彼はこのように語を羅列するのを好む。彼が上記のように甘美で生き生きとした語を選ぶと、彼が望む風景がなかなか心地よく喚起される。しかし、人工の空を背景に、見知らぬ不快な形象しか、魑魅魍魎の行列しか見出されないこともしばしばである。それから女・少女・鳥などは、あまりに東洋的な空想により形を歪められた置物である。置物bibelotsやくだらないものbabiolesについて、

Je voudrais que ce vers fût un bibelot d’art.

この詩句が芸術的な置物たらんことを願う。

とド・モンテスキュー氏の美学は言う。しかし所詮置物は、飾り棚や戸棚にしまっておくべき、楽しく壊れやすいものにすぎない――そう、戸棚に入れておいた方が望ましい。ならば、これらすべてのロカイユ装飾、すべての漆器、すべての陶器、そして彼自身が気取って言うところの「棚に並ぶ滴虫類」をすべて取り除けば、詩人の美術館は快適に歩き回れる場所となるだろう。その遊歩場において我々は、美に新しく陰影に富む気品を与えようとやきもきするひとつの魂が様々に姿を変えるさまを目にしつつ、楽しく夢想にふけるだろう。『青き紫陽花Hortensias bleus』の半分で、十分に分厚く、またほぼ全体が繊細で誇り高く甘美な詩情を備えた一冊の詩集が編めるだろう。「侍女Ancilla」・「未知なる死者たちにMortuis ignotis」・「生ける碑Tables vives」の著者は、あらゆる仮装を抜け出し、真の姿で現れるだろう――良き詩人として。

以下は「生ける碑」の一部である。題名は晦渋だが、その詩句は美しい明晰さを備えている。もっとも、あまりに高踏派的ないくつかの脚韻のあまりによく知られた音や、いくつかの言語上の不確かさは認められるが。

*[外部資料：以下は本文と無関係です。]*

use std::{marker::PhantomData, ops::DerefMut, sync::Arc};

use futures::{
    StreamExt,
    future,
    stream::{self, BoxStream},
};
use tokio::sync::Mutex;
use tracing::{error, info, instrument, warn};

use crate::domain::{
    chat::{
        entities::{ChatContent, ChatSession, ChatTranscript},
        ports::{ChatModel, FragmentStream},
    },
    common::entities::app_errors::CoreError,
    localization::Language,
    medication::{prompts::system_instruction, value_objects::IdentificationMode},
};

/// Owns the single conversation of one chat view.
///
/// States: no session, or one session for a language. A send in another
/// language replaces the session; history is not carried over.
pub struct ChatSessionManager<M>
where
    M: ChatModel,
{
    model: Arc<M>,
    session: Option<ChatSession>,
    sessions_created: usize,
}

impl<M> ChatSessionManager<M>
where
    M: ChatModel,
{
    pub fn new(model: Arc<M>) -> Self {
        Self {
            model,
            session: None,
            sessions_created: 0,
        }
    }

    /// Opens a fresh session for `language`, discarding any current one.
    pub fn start_session(&mut self, language: Language) -> &ChatSession {
        let session = ChatSession::new(
            language,
            system_instruction(language, IdentificationMode::Chatbot),
        );
        info!(session_id = %session.id, language = %language, "Chat session started");

        self.sessions_created += 1;
        self.session.insert(session)
    }

    pub fn session(&self) -> Option<&ChatSession> {
        self.session.as_ref()
    }

    pub fn current_language(&self) -> Option<Language> {
        self.session.as_ref().map(|session| session.language)
    }

    pub fn sessions_created(&self) -> usize {
        self.sessions_created
    }

    fn session_for(&mut self, language: Language) -> ChatSession {
        match &self.session {
            Some(session) if session.language == language => session.clone(),
            _ => self.start_session(language).clone(),
        }
    }

    /// Sends `message` in the session for `language` and returns the raw
    /// reply fragments. The exchange joins the session history once the
    /// stream has completed without error.
    #[instrument(skip(self, message))]
    pub async fn send(
        &mut self,
        message: String,
        language: Language,
    ) -> Result<FragmentStream, CoreError> {
        let session = self.session_for(language);
        let history = session.history().await;

        let fragments = self
            .model
            .stream_message(session.system_instruction.clone(), history, message.clone())
            .await
            .map_err(|e| {
                error!(session_id = %session.id, "Failed to open chat stream: {}", e);
                e
            })?;

        Ok(record_on_completion(fragments, session.history, message))
    }
}

struct Recording {
    fragments: FragmentStream,
    reply: String,
    pending: Option<(Arc<Mutex<Vec<ChatContent>>>, String)>,
}

fn record_on_completion(
    fragments: FragmentStream,
    history: Arc<Mutex<Vec<ChatContent>>>,
    message: String,
) -> FragmentStream {
    let state = Recording {
        fragments,
        reply: String::new(),
        pending: Some((history, message)),
    };

    stream::unfold(state, |mut state| async move {
        match state.fragments.next().await {
            Some(Ok(fragment)) => {
                state.reply.push_str(&fragment);
                Some((Ok(fragment), state))
            }
            Some(Err(e)) => {
                state.pending = None;
                Some((Err(e), state))
            }
            None => {
                if let Some((history, message)) = state.pending.take() {
                    let mut history = history.lock().await;
                    history.push(ChatContent::user(message));
                    history.push(ChatContent::model(std::mem::take(&mut state.reply)));
                }
                None
            }
        }
    })
    .boxed()
}

/// Running concatenation of `fragments`: yields every intermediate value.
pub fn accumulate(fragments: FragmentStream) -> BoxStream<'static, Result<String, CoreError>> {
    fragments
        .scan(String::new(), |accumulated, fragment| {
            let item = fragment.map(|fragment| {
                accumulated.push_str(&fragment);
                accumulated.clone()
            });
            future::ready(Some(item))
        })
        .boxed()
}

#[derive(Debug, Clone, PartialEq, Eq)]
pub enum ReplyEvent {
    /// Accumulated reply text so far.
    Delta(String),
    Done,
    /// Localized message shown in place of the reply.
    Failed(String),
}

/// Chat view state: the session manager plus the visible transcript.
pub struct ChatView<M>
where
    M: ChatModel,
{
    pub manager: ChatSessionManager<M>,
    pub transcript: ChatTranscript,
}

impl<M> ChatView<M>
where
    M: ChatModel + 'static,
{
    pub fn new(model: Arc<M>) -> Self {
        Self {
            manager: ChatSessionManager::new(model),
            transcript: ChatTranscript::default(),
        }
    }

    /// Clears the transcript, seeds the greeting and opens a session.
    pub fn reinitialize(&mut self, language: Language, greeting: impl Into<String>) {
        self.transcript.reset(greeting);
        self.manager.start_session(language);
    }

    /// Appends the user turn and an empty assistant turn, then opens the reply.
    pub async fn send(
        &mut self,
        message: String,
        language: Language,
    ) -> Result<FragmentStream, CoreError> {
        self.transcript.push_user(message.clone());
        self.transcript.begin_assistant();
        self.manager.send(message, language).await
    }

    pub fn recover_from_failure(&mut self, error_message: impl Into<String>) {
        self.transcript.recover_from_failure(error_message);
    }
}

struct ReplyDriver<G, M>
where
    G: DerefMut<Target = ChatView<M>>,
    M: ChatModel + 'static,
{
    view: Option<G>,
    replies: BoxStream<'static, Result<String, CoreError>>,
    error_message: String,
    model: PhantomData<fn() -> M>,
}

impl<G, M> Drop for ReplyDriver<G, M>
where
    G: DerefMut<Target = ChatView<M>>,
    M: ChatModel + 'static,
{
    fn drop(&mut self) {
        if let Some(mut view) = self.view.take() {
            warn!("Chat reply abandoned before completion");
            view.recover_from_failure(std::mem::take(&mut self.error_message));
        }
    }
}

/// Drives a reply into the transcript held by `view`, yielding what the
/// client should display. The view stays borrowed until the stream ends.
/// Dropping the stream early closes the reply with `error_message`.
pub fn reply_events<G, M>(
    view: G,
    fragments: FragmentStream,
    error_message: String,
) -> BoxStream<'static, ReplyEvent>
where
    G: DerefMut<Target = ChatView<M>> + Send + 'static,
    M: ChatModel + 'static,
{
    let driver = ReplyDriver {
        view: Some(view),
        replies: accumulate(fragments),
        error_message,
        model: PhantomData,
    };

    stream::unfold(driver, |mut driver| async move {
        driver.view.as_ref()?;
        let next = driver.replies.next().await;
        let view = driver.view.as_mut()?;

        let event = match next {
            Some(Ok(text)) => {
                view.transcript.update_last(text.clone());
                ReplyEvent::Delta(text)
            }
            Some(Err(e)) => {
                error!("Chat stream failed: {}", e);
                view.recover_from_failure(driver.error_message.clone());
                driver.view = None;
                ReplyEvent::Failed(driver.error_message.clone())
            }
            None => {
                driver.view = None;
                ReplyEvent::Done
            }
        };

        Some((event, driver))
    })
    .boxed()
}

... Apprenez à l’enfant à prier les flots bleus,
Car c’est le ciel d’en bas dont la nue est l’écume,
Le reflet du soleil qui sur la mer s’allume
Est plus doux à fixer pour nos yeux nébuleux.

……青い海原に祈ることを子供に教えよ、
なぜならそれは地上の空で、その白波は雲なのだから。
海に輝く陽光の反射は
我らの曇った目には、より心地よくとどめられる。

Apprenez à l’enfant à prier le ciel pur,
C’est l’océan d’en haut dont la vague est nuage.
L’ombre d’une tempête abondante en naufrage
Pour nos cœurs est moins triste à suivre dans l’azur.

澄んだ空に祈ることを子供に教えよ、
それは天の海であり、雲は波なのだ。
難破船を一杯に抱えた嵐の影も、
我らの心には、碧空に目で追うよりかは悲しくない。

Apprenez à l’enfant à prier toutes choses :
L’abeille de l’esprit compose un miel de jour
Sur les vivants ave du rosaire des roses,
Chapelet de parfums aux dizaines d’amour...

森羅万象に祈ることを子供に教えよ、
精神の蜜蜂は陽光の蜜を作る、
薔薇のロザリオの生きた数珠アヴェの上に、
一連ごとに愛をなす、香りの念珠の上に……

要するに、ド・モンテスキュー氏は確かに存在する。青い紫陽花、緑の薔薇、白い牡丹、彼はひとが好奇心を持って花壇に見るあの花々なのである。ひとはその名を尋ね、その思い出を保ち続ける。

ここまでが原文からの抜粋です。